The One who would not be locked down: Reflections on a Stay-Home Pentecost
Elder Jimmy Tan // May 31, 2020, 12:26 pm
"How many of us are honestly (pardon the pun) at home with the Holy Spirit?" asks Elder Jimmy Tan as we celebrate Pentacost in Circuit Breaker conditions. Photo by Sunyu on Unsplash.
This Pentecost season, we are all at home. Yet that very first outpouring also happened behind closed doors.
It happened as the motley church-to-be of 120 was praying, their chief stay home activity after the Lord vanished from sight 10 days earlier.
They didn’t know when this season would end or how it would phase out. But the fruit of all that waiting-in-faith was the outpouring or drenching of the Holy Spirit.
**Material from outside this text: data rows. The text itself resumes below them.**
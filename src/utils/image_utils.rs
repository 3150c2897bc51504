//! Image loading and pixel conversion helpers

use std::path::Path;

use image::metadata::Orientation;
use image::{ColorType, DynamicImage, ImageDecoder, ImageReader, RgbImage, RgbaImage};
use log::debug;
use serde::Serialize;

use crate::errors::RetileResult;
use crate::extractor::normalizer::BACKGROUND;

/// Summary of a decoded source image, reported in result metadata
#[derive(Debug, Clone, PartialEq, Eq, Serialize)]
pub struct ImageInfo {
    pub width: u32,
    pub height: u32,
    pub color_type: String,
    pub has_alpha: bool,
}

impl ImageInfo {
    pub fn from_image(image: &DynamicImage) -> Self {
        ImageInfo {
            width: image.width(),
            height: image.height(),
            color_type: format!("{:?}", image.color()),
            has_alpha: image.color().has_alpha(),
        }
    }
}

/// Decode an image and apply its EXIF orientation
pub fn load_image(path: &Path) -> RetileResult<DynamicImage> {
    let mut decoder = ImageReader::open(path)?.with_guessed_format()?.into_decoder()?;
    let orientation = decoder.orientation()?;
    let mut image = DynamicImage::from_decoder(decoder)?;
    image.apply_orientation(orientation);

    debug!(
        "Decoded {} ({}x{}, {:?}, orientation {:?})",
        path.display(),
        image.width(),
        image.height(),
        image.color(),
        orientation
    );
    Ok(image)
}

/// Read the oriented dimensions of an image without decoding pixels
///
/// Matches the size [`load_image`] will produce.
pub fn probe_dimensions(path: &Path) -> RetileResult<(u32, u32)> {
    let mut decoder = ImageReader::open(path)?.with_guessed_format()?.into_decoder()?;
    let orientation = decoder.orientation()?;
    let (width, height) = decoder.dimensions();

    Ok(match orientation {
        Orientation::Rotate90
        | Orientation::Rotate270
        | Orientation::Rotate90FlipH
        | Orientation::Rotate270FlipH => (height, width),
        _ => (width, height),
    })
}

/// Composite an image with alpha onto the white background
pub fn flatten_alpha(image: &DynamicImage) -> RgbImage {
    let mut canvas = RgbaImage::from_pixel(
        image.width(),
        image.height(),
        image::Rgba([BACKGROUND[0], BACKGROUND[1], BACKGROUND[2], 255]),
    );
    image::imageops::overlay(&mut canvas, &image.to_rgba8(), 0, 0);
    DynamicImage::ImageRgba8(canvas).to_rgb8()
}

/// Convert to an 8-bit layout, keeping grey/alpha structure where possible
pub fn to_eight_bit(image: &DynamicImage) -> DynamicImage {
    match image.color() {
        ColorType::L8 | ColorType::La8 | ColorType::Rgb8 | ColorType::Rgba8 => image.clone(),
        ColorType::L16 => DynamicImage::ImageLuma8(image.to_luma8()),
        ColorType::La16 => DynamicImage::ImageLumaA8(image.to_luma_alpha8()),
        color if color.has_alpha() => DynamicImage::ImageRgba8(image.to_rgba8()),
        _ => DynamicImage::ImageRgb8(image.to_rgb8()),
    }
}
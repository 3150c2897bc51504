//! Format-aware tile encoding
//!
//! The output format of a tile follows the extension of the source image.
//! Each supported format carries its fixed encoder settings in
//! [`TileEncoding`], so adding a format means adding a variant and the
//! compiler points at every place that has to handle it.
//!
//! JPEG and WebP go through dedicated encoders so that progressive,
//! Huffman-optimized JPEG and lossy WebP with a fixed effort are
//! available; PNG and the remaining formats use the `image` codecs.

use std::fs::File;
use std::io::{BufWriter, Seek, Write};
use std::path::Path;

use image::codecs::png::{CompressionType, FilterType as PngFilter, PngEncoder};
use image::error::{EncodingError, ImageFormatHint, LimitError, LimitErrorKind};
use image::{ColorType, DynamicImage, ImageError, ImageFormat, ImageResult};
use jpeg_encoder::ColorType as JpegColor;
use log::debug;

use crate::errors::{RetileError, RetileResult, TileError};
use crate::utils::image_utils;

/// JPEG quality used for every tile
pub const JPEG_QUALITY: u8 = 95;

/// WebP quality used for every tile
pub const WEBP_QUALITY: u8 = 90;

/// WebP effort setting (0 fast .. 6 slow)
pub const WEBP_METHOD: u8 = 4;

/// Encoder selection and settings for one output format
#[derive(Debug, Clone, Copy, PartialEq)]
pub enum TileEncoding {
    /// Alpha is flattened onto white before encoding
    Jpeg { quality: u8, progressive: bool },
    /// `CompressionType::Default` corresponds to zlib level 6
    Png { compression: CompressionType, filter: PngFilter },
    WebP { quality: u8, method: u8 },
    /// Any other format the codec library can write, with its defaults
    Other(ImageFormat),
}

impl TileEncoding {
    /// Select the encoding for a lower-cased file extension
    ///
    /// # Returns
    /// The encoding, or a configuration error for extensions no encoder
    /// can write
    pub fn for_extension(extension: &str) -> RetileResult<Self> {
        match extension.to_ascii_lowercase().as_str() {
            "jpg" | "jpeg" => Ok(TileEncoding::Jpeg {
                quality: JPEG_QUALITY,
                progressive: true,
            }),
            "png" => Ok(TileEncoding::Png {
                compression: CompressionType::Default,
                filter: PngFilter::Adaptive,
            }),
            "webp" => Ok(TileEncoding::WebP {
                quality: WEBP_QUALITY,
                method: WEBP_METHOD,
            }),
            other => match ImageFormat::from_extension(other) {
                Some(format) if format.writing_enabled() => Ok(TileEncoding::Other(format)),
                _ => Err(RetileError::config(format!(
                    "no encoder available for extension '{}'",
                    extension
                ))),
            },
        }
    }

    /// Image format produced by this encoding
    pub fn format(&self) -> ImageFormat {
        match self {
            TileEncoding::Jpeg { .. } => ImageFormat::Jpeg,
            TileEncoding::Png { .. } => ImageFormat::Png,
            TileEncoding::WebP { .. } => ImageFormat::WebP,
            TileEncoding::Other(format) => *format,
        }
    }

    /// Encode a tile into `writer`
    ///
    /// Pixel data is converted to a layout the target encoder accepts
    /// first; the conversion only depends on the tile, so identical tiles
    /// encode to identical bytes.
    pub fn encode<W: Write + Seek>(&self, tile: &DynamicImage, writer: &mut W) -> ImageResult<()> {
        match *self {
            TileEncoding::Jpeg { quality, progressive } => encode_jpeg(tile, quality, progressive, writer),
            TileEncoding::Png { compression, filter } => {
                let prepared = match tile.color() {
                    ColorType::Rgb32F => DynamicImage::ImageRgb16(tile.to_rgb16()),
                    ColorType::Rgba32F => DynamicImage::ImageRgba16(tile.to_rgba16()),
                    _ => tile.clone(),
                };
                prepared.write_with_encoder(PngEncoder::new_with_quality(writer, compression, filter))
            }
            TileEncoding::WebP { quality, method } => encode_webp(tile, quality, method, writer),
            TileEncoding::Other(format) => image_utils::to_eight_bit(tile).write_to(writer, format),
        }
    }

    /// Encode a tile and write it to `path`
    ///
    /// Errors are classified so that permission and memory problems abort
    /// the run while other failures only affect this tile.
    pub fn write_to_path(&self, tile: &DynamicImage, path: &Path) -> Result<(), TileError> {
        let context = format!("writing {}", path.display());
        let file = File::create(path).map_err(|e| TileError::from_io(&context, &e))?;
        let mut writer = BufWriter::new(file);

        self.encode(tile, &mut writer)
            .map_err(|e| TileError::from_image(&context, &e))?;
        writer.flush().map_err(|e| TileError::from_io(&context, &e))?;

        debug!("Wrote {}x{} {:?} tile to {}", tile.width(), tile.height(), self.format(), path.display());
        Ok(())
    }
}

/// Write a JPEG with optimized Huffman tables
///
/// Alpha is composited onto white; greyscale stays single-channel.
fn encode_jpeg<W: Write>(tile: &DynamicImage, quality: u8, progressive: bool, writer: &mut W) -> ImageResult<()> {
    let (width, height) = jpeg_dimensions(tile)?;
    let (pixels, color) = if tile.color().has_alpha() {
        (image_utils::flatten_alpha(tile).into_raw(), JpegColor::Rgb)
    } else if tile.color() == ColorType::L8 {
        (tile.to_luma8().into_raw(), JpegColor::Luma)
    } else {
        (tile.to_rgb8().into_raw(), JpegColor::Rgb)
    };

    let mut encoder = jpeg_encoder::Encoder::new(writer, quality);
    encoder.set_progressive(progressive);
    encoder.set_optimized_huffman_tables(true);
    encoder.encode(&pixels, width, height, color).map_err(|e| match e {
        jpeg_encoder::EncodingError::IoError(io_error) => ImageError::IoError(io_error),
        other => encoding_error(ImageFormat::Jpeg, other.to_string()),
    })
}

/// JPEG frames store 16-bit sides
fn jpeg_dimensions(tile: &DynamicImage) -> ImageResult<(u16, u16)> {
    match (u16::try_from(tile.width()), u16::try_from(tile.height())) {
        (Ok(width), Ok(height)) => Ok((width, height)),
        _ => Err(ImageError::Limits(LimitError::from_kind(LimitErrorKind::DimensionError))),
    }
}

/// Write a lossy WebP at the given quality and effort
fn encode_webp<W: Write>(tile: &DynamicImage, quality: u8, method: u8, writer: &mut W) -> ImageResult<()> {
    let rgba;
    let rgb;
    let encoder = if tile.color().has_alpha() {
        rgba = tile.to_rgba8();
        webp::Encoder::from_rgba(rgba.as_raw(), rgba.width(), rgba.height())
    } else {
        rgb = tile.to_rgb8();
        webp::Encoder::from_rgb(rgb.as_raw(), rgb.width(), rgb.height())
    };

    let mut config = webp::WebPConfig::new()
        .map_err(|_| encoding_error(ImageFormat::WebP, "cannot initialize encoder configuration".to_string()))?;
    config.lossless = 0;
    config.quality = f32::from(quality);
    config.method = i32::from(method);

    let encoded = encoder
        .encode_advanced(&config)
        .map_err(|e| encoding_error(ImageFormat::WebP, format!("{:?}", e)))?;
    writer.write_all(&encoded)?;
    Ok(())
}

fn encoding_error(format: ImageFormat, message: String) -> ImageError {
    ImageError::Encoding(EncodingError::new(ImageFormatHint::Exact(format), message))
}
//! CLI command interfaces
//!
//! `retile` runs exactly one command per invocation: a tiling run, a
//! plan preview or the tool listing. Argument parsing picks the command;
//! the command owns its output.

use crate::errors::RetileResult;

/// One CLI action, ready to run with its arguments already resolved
pub trait Command {
    /// Run the action and print its output
    ///
    /// # Returns
    /// An error when the action failed; `main` turns it into exit code 1
    fn execute(&self) -> RetileResult<()>;
}

/// Chooses and builds the [`Command`] for a parsed command line
pub trait CommandFactory {
    /// Build the command selected by `args`
    ///
    /// # Arguments
    /// * `args` - Matches produced by [`build_cli`](super::cli::build_cli)
    ///
    /// # Returns
    /// The command, or a configuration error for unusable arguments
    fn create_command(&self, args: &clap::ArgMatches) -> RetileResult<Box<dyn Command>>;
}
That very first outpouring (of the Holy Spirit) also happened behind closed doors.
AW Tozer astutely observed that Pentecost had features no one ever witnessed again. It was the only time anyone could claim the entire church was 100% physically altogether. It was also the only time in church history that 17 different tongues (go count the language groups listed in Acts 2) were manifested at one sitting.
And it was the only time in the Bible we would read of the Holy Spirit appearing like tongues of fire. How apt, if you think of it. These unrepeatable circumstances were for an unmistakable page turn in history.
Yet the third member of the Trinity did not so much as enter the scene (He co-existed with the Father and the Son) as to take centerstage.
The Divine script had long been written. Now, it was His time to be revealed in greater measure.
And boy, how could we not be amazed at God’s stratagem par excellence as He unleashed His so called WMT or weapon of mass transformation?
He released His royal presence to henceforth live within undeserving mortals who call on Jesus. And He empowered foolish and feeble ones to become, believe it not, like His Son Jesus in walk, way and work.
How many of us are honestly (pardon the pun) at home with the Holy Spirit?
Yet how many of us are honestly (pardon the pun) at home with the Holy Spirit? Or if we were, how might we still misunderstand Him?
My background is a wee-bit Methodist (saved by the preaching of the late Pastor Chan Wah Teck) and a large part brethren.
In my young adulthood, I didn’t escape the crossfires of the charismatic wars in the 80’s. The result, as we know, was, on one hand, new churches, restored emphases, certainly numbers added to the Kingdom.
But on the other side, were many who were still deeply scarred, unable to square how the imperfect church is, well, always imperfect till she’s ready at His return.
While a lot of the dust has thankfully settled, in part due to just the mellowing of the movement and cross-denominational partnerships since, I still find some who are unfortunately misinformed on matters of the Holy Spirit.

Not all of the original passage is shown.